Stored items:
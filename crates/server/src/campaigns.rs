//! Campaign API endpoints

use api_types::campaign::Campaign;
use axum::{
    Json,
    extract::{Path, State},
};

use crate::{ServerError, server::ServerState};

/// Handle requests for a campaign and its running total
pub async fn get(
    State(state): State<ServerState>,
    Path(id): Path<String>,
) -> Result<Json<Campaign>, ServerError> {
    let campaign = state.engine.campaign(&id).await?;

    Ok(Json(Campaign {
        id: campaign.id,
        title: campaign.title,
        status: campaign.status.as_str().to_string(),
        goal_minor: campaign.goal_minor,
        current_minor: campaign.current_minor,
    }))
}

Work required = From the entries above, select each line containing the string "Json".

Response for this exercise =
    Json,
) -> Result<Json<Campaign>, ServerError> {
    Ok(Json(Campaign {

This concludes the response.